Stored data entries
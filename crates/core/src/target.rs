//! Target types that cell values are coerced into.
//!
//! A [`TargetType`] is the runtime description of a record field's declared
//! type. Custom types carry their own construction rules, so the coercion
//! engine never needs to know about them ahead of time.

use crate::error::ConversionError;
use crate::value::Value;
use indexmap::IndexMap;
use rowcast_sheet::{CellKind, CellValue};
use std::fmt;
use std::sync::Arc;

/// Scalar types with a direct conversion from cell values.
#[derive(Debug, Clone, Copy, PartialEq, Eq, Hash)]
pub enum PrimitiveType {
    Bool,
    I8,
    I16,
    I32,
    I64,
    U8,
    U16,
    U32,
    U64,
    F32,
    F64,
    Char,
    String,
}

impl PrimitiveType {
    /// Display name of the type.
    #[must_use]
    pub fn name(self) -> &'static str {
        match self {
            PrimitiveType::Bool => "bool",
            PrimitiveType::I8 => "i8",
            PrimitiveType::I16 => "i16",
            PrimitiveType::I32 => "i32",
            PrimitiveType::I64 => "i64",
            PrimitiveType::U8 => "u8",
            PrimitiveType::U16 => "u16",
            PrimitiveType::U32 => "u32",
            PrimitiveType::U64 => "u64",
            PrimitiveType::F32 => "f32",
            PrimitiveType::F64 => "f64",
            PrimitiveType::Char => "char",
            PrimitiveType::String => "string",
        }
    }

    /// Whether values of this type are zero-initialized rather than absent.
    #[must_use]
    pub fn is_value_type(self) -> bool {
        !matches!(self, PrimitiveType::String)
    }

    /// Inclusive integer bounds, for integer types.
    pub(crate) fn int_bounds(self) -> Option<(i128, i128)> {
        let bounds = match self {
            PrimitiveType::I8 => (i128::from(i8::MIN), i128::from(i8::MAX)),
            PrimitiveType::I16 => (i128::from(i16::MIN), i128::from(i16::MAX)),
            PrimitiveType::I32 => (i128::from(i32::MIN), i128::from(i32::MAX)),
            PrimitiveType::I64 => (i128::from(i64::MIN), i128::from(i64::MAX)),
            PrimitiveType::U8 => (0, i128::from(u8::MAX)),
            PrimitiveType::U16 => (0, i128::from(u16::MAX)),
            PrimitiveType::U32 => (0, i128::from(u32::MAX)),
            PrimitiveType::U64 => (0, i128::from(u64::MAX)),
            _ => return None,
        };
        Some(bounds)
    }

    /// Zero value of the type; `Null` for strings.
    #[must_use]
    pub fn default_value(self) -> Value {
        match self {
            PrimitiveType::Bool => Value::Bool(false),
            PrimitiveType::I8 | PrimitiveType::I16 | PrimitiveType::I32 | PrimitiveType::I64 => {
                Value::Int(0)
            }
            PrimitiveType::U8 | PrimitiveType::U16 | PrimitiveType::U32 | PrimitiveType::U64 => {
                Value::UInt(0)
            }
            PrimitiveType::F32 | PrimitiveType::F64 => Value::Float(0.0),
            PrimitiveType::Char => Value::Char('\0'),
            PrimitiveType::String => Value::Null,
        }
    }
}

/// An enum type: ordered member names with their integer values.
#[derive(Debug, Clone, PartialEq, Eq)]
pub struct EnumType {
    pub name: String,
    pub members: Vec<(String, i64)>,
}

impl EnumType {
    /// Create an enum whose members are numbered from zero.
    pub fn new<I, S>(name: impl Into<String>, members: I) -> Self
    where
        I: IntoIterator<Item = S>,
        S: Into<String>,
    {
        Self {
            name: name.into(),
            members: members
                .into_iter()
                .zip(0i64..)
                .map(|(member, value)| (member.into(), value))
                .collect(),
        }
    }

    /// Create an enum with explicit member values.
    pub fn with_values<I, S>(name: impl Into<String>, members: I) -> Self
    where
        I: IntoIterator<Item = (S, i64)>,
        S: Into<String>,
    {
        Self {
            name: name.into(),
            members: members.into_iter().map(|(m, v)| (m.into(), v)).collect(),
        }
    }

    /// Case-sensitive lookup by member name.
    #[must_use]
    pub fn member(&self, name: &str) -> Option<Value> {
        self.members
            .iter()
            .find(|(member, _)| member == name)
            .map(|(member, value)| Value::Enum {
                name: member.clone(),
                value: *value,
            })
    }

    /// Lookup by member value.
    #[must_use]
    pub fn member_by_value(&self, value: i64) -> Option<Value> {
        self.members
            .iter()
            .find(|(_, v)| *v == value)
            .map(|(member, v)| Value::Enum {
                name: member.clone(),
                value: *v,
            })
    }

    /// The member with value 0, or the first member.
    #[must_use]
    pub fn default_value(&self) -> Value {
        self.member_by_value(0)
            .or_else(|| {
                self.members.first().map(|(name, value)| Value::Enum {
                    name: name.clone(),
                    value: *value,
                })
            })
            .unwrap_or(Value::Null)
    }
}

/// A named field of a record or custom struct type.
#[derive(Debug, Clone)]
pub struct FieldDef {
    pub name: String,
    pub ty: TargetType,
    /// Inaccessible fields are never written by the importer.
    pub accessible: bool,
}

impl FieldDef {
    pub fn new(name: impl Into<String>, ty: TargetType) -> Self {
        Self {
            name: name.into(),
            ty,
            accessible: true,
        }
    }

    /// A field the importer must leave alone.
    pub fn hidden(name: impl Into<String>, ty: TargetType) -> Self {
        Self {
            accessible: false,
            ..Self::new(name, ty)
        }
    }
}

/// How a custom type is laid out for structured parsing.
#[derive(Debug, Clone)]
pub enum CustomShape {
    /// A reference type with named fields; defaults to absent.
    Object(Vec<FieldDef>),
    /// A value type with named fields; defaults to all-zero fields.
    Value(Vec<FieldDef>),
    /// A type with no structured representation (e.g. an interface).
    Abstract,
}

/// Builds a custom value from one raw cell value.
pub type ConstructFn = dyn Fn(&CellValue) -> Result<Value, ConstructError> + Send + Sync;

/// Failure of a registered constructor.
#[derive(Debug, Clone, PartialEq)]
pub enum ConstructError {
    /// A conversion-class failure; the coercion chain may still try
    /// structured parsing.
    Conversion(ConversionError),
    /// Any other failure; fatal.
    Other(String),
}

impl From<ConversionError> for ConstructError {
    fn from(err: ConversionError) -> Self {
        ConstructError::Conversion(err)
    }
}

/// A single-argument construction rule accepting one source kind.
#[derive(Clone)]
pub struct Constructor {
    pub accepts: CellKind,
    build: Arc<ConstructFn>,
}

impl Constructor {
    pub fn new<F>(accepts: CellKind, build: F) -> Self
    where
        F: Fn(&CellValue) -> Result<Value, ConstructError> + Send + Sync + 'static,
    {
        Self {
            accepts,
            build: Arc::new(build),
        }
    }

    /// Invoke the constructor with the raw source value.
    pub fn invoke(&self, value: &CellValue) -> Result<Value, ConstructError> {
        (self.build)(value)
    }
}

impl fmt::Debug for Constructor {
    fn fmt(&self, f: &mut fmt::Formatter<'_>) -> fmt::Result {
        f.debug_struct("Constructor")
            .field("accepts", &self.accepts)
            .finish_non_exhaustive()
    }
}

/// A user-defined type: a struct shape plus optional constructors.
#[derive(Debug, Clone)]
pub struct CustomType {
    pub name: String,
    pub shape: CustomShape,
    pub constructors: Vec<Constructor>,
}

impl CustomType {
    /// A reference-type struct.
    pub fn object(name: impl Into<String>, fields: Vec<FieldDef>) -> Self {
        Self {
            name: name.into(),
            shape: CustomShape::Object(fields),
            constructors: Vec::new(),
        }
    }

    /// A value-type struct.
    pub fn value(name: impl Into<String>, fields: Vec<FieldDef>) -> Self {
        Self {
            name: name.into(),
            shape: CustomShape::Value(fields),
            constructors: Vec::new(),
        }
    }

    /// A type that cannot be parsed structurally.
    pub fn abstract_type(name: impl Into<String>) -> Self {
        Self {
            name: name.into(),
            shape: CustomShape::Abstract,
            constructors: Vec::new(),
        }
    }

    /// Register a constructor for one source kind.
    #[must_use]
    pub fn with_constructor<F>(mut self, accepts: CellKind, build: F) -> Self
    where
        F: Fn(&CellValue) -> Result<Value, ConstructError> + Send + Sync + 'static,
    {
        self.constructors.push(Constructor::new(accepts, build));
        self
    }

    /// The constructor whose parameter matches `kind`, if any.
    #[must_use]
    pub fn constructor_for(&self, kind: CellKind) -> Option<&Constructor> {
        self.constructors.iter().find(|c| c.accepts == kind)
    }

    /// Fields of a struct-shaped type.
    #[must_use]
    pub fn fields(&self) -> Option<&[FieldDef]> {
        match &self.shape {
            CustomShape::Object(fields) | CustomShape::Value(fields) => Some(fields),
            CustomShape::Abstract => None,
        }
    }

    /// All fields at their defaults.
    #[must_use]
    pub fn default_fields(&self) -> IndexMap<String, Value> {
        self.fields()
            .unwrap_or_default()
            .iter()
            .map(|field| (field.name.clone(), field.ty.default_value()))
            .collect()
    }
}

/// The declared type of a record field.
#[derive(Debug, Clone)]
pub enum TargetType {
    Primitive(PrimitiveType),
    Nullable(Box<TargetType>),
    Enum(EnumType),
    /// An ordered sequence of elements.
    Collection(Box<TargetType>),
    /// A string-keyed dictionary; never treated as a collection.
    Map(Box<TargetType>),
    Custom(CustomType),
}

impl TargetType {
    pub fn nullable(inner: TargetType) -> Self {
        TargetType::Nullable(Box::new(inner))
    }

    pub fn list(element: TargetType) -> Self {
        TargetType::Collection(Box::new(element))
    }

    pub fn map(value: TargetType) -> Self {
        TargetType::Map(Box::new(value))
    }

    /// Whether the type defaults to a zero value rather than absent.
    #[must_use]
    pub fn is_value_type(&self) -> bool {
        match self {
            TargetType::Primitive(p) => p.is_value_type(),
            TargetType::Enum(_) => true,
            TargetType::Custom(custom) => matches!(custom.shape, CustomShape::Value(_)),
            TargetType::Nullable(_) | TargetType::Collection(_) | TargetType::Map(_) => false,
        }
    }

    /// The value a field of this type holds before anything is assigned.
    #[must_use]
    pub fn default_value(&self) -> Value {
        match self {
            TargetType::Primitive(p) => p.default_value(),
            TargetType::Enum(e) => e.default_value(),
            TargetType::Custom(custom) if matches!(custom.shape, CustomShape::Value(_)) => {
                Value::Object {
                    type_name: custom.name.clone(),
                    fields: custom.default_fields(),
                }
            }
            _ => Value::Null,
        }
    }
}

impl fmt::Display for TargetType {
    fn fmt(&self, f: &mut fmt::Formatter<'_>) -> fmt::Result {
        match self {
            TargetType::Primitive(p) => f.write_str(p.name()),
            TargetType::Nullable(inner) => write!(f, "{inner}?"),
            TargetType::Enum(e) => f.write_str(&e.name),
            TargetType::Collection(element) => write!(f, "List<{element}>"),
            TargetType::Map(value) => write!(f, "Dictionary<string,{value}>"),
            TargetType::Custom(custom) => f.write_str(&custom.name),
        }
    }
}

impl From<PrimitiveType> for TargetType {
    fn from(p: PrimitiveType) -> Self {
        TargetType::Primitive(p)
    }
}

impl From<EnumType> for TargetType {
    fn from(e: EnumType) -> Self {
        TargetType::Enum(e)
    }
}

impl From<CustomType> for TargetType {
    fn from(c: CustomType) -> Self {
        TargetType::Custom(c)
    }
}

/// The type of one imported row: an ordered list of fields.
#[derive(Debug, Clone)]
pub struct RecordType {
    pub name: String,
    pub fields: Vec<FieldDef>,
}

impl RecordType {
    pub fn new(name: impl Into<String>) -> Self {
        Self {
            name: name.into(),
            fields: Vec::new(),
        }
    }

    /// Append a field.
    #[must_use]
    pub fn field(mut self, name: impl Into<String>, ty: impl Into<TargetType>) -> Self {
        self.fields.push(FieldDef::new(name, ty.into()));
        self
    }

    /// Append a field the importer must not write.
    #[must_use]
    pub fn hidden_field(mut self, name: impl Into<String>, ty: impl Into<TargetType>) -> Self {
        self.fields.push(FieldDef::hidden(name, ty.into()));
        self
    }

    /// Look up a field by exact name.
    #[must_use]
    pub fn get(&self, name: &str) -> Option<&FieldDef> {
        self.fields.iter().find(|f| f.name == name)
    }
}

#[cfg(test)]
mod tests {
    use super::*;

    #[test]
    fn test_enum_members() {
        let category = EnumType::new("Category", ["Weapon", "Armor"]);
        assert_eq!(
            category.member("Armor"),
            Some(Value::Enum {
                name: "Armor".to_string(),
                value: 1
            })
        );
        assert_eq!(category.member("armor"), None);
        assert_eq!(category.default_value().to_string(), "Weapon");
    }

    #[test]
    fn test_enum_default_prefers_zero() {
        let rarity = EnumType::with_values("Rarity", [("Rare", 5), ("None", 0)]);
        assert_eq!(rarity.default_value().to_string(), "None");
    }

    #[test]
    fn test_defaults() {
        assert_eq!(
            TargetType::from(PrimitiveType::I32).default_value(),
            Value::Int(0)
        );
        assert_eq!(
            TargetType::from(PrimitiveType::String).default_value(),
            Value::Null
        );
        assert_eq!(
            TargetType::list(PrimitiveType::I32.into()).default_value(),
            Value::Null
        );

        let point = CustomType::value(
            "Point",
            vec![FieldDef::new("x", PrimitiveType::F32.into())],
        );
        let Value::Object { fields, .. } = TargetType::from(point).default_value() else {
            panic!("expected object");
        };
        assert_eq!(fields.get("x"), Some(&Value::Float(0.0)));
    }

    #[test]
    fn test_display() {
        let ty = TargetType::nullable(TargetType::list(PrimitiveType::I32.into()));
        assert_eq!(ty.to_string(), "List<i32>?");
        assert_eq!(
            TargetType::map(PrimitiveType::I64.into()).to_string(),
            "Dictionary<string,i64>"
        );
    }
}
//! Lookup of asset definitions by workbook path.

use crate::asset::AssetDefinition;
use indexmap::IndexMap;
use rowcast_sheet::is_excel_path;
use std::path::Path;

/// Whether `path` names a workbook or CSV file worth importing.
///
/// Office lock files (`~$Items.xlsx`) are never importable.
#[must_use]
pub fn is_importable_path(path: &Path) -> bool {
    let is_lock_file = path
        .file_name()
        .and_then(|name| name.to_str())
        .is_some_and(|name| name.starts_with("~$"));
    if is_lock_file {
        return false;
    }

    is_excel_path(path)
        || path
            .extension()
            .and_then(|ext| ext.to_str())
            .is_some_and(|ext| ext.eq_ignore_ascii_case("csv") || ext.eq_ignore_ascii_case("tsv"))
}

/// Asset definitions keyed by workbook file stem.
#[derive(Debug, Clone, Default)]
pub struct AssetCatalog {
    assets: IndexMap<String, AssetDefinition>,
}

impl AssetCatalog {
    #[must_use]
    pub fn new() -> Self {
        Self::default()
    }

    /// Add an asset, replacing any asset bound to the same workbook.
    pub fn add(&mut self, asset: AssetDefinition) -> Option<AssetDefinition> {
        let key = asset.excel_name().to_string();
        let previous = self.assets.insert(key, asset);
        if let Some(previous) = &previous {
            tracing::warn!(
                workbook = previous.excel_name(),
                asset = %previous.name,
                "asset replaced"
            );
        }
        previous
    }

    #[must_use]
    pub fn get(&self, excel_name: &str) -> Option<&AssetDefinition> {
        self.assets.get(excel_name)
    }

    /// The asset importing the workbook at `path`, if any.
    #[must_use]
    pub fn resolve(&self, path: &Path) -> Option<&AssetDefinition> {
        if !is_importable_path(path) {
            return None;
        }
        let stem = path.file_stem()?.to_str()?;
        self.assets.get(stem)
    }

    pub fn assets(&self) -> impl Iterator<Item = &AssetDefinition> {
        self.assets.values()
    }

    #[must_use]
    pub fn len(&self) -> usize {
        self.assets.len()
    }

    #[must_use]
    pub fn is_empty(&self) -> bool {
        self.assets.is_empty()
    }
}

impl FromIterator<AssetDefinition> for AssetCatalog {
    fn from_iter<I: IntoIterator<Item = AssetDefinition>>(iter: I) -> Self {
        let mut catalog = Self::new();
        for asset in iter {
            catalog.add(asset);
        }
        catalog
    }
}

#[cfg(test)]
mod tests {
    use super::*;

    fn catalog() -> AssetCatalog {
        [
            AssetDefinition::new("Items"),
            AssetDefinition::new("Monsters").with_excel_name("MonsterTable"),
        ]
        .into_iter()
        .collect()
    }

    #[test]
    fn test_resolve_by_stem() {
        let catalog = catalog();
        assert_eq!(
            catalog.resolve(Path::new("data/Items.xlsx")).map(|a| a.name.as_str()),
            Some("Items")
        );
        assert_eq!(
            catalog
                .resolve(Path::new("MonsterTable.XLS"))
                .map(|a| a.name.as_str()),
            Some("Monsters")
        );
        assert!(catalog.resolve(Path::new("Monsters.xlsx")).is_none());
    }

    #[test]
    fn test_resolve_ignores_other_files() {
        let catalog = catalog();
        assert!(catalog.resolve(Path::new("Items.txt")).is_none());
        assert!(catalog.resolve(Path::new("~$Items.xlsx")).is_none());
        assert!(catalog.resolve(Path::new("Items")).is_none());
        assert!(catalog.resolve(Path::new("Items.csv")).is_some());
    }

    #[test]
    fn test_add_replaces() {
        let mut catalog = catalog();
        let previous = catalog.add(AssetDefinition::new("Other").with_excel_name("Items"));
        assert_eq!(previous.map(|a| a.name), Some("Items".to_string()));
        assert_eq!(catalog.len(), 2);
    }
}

...

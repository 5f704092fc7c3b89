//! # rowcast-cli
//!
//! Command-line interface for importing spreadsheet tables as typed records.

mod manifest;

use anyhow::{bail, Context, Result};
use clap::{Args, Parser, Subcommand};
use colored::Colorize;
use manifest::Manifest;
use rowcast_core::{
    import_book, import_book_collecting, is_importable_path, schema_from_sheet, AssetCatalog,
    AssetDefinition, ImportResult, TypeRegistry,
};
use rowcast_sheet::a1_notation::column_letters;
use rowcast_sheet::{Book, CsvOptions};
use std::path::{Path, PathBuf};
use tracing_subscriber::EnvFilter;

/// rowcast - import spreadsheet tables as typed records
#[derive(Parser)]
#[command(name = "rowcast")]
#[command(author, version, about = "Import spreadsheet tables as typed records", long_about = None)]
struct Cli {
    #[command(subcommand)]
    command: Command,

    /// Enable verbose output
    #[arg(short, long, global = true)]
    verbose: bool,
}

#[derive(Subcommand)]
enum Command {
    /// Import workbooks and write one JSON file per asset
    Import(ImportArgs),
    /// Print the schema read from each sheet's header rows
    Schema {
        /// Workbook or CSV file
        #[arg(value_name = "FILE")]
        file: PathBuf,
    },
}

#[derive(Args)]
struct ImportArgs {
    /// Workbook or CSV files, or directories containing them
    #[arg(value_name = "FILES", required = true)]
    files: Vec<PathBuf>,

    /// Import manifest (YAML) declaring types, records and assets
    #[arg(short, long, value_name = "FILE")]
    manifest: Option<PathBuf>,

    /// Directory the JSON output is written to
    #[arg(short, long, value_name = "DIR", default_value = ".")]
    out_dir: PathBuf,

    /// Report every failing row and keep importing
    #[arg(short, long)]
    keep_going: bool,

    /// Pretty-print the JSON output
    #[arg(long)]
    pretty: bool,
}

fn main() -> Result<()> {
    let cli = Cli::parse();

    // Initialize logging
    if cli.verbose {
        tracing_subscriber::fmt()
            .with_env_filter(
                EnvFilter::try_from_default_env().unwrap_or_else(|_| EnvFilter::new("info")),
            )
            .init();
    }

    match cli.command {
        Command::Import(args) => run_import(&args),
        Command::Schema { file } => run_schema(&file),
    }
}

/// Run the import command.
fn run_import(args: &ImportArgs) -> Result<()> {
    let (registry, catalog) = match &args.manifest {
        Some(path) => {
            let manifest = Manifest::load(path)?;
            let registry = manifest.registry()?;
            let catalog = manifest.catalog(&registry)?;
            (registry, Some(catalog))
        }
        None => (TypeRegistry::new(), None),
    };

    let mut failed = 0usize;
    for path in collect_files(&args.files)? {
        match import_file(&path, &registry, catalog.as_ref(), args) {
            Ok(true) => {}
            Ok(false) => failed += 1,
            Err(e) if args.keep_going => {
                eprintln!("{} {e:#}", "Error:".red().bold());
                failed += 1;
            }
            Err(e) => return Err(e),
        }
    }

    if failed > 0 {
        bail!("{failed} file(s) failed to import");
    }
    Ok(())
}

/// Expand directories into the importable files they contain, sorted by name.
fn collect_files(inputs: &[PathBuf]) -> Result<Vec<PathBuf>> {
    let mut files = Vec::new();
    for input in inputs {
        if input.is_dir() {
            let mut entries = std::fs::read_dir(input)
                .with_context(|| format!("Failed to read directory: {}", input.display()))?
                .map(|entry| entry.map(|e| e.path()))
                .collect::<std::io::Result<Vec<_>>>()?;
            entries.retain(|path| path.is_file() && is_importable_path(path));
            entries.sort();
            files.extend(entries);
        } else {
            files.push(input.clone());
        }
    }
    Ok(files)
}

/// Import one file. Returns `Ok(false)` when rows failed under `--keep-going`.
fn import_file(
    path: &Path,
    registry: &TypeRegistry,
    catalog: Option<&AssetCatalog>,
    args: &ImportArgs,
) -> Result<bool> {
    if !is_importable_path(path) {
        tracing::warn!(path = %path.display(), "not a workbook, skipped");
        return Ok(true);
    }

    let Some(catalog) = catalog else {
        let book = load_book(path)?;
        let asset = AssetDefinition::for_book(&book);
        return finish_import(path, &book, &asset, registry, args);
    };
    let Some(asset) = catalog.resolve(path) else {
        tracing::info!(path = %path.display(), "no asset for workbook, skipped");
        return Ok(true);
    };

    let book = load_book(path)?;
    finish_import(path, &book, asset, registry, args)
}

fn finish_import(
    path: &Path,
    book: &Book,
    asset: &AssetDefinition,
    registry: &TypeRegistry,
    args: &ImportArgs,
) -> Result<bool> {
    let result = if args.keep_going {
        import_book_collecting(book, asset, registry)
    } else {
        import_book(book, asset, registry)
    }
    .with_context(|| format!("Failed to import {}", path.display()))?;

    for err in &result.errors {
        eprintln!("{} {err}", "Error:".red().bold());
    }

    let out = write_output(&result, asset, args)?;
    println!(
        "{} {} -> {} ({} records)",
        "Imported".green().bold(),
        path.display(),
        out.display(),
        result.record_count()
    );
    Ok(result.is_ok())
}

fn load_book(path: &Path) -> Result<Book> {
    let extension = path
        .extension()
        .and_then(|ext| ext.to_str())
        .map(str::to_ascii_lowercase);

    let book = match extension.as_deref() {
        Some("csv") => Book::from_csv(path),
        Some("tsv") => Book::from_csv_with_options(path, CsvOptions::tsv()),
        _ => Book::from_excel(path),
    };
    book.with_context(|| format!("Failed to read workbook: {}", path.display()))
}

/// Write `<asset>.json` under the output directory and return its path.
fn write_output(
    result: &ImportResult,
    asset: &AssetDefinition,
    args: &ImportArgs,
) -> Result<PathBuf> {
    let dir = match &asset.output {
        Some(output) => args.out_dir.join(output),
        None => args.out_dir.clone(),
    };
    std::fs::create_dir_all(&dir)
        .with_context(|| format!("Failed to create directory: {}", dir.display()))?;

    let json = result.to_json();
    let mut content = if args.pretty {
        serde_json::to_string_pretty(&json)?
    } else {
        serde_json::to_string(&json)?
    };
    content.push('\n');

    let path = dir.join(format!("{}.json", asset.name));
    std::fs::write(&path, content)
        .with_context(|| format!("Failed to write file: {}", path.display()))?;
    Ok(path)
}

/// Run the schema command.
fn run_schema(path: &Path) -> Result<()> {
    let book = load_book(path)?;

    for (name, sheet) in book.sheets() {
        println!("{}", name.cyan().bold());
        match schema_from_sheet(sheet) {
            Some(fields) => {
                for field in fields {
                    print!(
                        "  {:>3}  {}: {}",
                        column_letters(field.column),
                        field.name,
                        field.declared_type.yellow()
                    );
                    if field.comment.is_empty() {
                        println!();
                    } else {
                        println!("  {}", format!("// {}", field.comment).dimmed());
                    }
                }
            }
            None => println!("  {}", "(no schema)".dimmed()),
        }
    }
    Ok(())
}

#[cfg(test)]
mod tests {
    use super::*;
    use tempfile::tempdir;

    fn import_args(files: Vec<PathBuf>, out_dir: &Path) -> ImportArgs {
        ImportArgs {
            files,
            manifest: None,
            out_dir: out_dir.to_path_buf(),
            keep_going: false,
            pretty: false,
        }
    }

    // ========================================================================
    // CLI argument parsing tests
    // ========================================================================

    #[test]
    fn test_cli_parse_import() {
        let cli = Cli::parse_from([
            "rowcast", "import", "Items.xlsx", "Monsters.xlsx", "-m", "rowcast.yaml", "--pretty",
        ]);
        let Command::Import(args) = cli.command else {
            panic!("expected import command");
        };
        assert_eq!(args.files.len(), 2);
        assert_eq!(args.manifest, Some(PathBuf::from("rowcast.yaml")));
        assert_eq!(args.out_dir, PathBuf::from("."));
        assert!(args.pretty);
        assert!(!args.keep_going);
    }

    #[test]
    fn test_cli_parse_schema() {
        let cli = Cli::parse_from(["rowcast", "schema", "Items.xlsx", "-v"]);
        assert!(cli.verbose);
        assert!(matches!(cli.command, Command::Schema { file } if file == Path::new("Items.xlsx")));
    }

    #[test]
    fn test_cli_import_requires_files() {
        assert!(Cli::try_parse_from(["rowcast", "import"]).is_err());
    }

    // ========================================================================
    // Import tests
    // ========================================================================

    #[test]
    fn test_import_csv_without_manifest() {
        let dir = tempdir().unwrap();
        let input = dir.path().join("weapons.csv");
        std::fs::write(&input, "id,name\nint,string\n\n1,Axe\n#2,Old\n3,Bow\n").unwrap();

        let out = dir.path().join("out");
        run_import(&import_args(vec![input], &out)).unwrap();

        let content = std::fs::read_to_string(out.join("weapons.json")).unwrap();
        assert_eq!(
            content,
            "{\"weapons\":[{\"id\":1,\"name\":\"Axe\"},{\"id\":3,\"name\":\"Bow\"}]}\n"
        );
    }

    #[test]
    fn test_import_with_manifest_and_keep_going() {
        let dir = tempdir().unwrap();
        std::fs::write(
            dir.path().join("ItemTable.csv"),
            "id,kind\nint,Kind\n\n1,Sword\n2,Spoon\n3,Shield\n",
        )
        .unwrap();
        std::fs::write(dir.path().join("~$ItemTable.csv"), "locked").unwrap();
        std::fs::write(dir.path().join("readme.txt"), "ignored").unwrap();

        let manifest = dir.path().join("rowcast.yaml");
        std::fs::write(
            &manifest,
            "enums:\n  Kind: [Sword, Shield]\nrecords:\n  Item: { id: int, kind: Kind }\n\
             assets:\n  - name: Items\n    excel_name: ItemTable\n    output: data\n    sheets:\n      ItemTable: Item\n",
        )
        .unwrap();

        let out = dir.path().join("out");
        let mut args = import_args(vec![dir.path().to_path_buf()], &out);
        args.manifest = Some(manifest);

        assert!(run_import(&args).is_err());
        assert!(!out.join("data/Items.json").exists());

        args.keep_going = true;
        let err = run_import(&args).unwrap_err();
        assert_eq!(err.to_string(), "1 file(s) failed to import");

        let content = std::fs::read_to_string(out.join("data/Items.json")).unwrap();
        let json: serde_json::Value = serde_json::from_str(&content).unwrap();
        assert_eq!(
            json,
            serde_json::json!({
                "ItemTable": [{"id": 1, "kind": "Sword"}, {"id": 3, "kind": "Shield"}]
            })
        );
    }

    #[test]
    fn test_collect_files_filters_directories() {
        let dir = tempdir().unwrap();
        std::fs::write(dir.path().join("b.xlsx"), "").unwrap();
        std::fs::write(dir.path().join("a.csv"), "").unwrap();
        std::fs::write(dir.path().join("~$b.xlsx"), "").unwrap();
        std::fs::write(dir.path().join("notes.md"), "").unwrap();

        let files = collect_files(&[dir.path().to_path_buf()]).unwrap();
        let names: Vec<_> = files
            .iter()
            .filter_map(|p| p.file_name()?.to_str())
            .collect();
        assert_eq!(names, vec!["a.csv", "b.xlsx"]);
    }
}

*Task goal*
Determine how many lines of the records above contain the word "verbose", and report only that number.

*Completed task*
4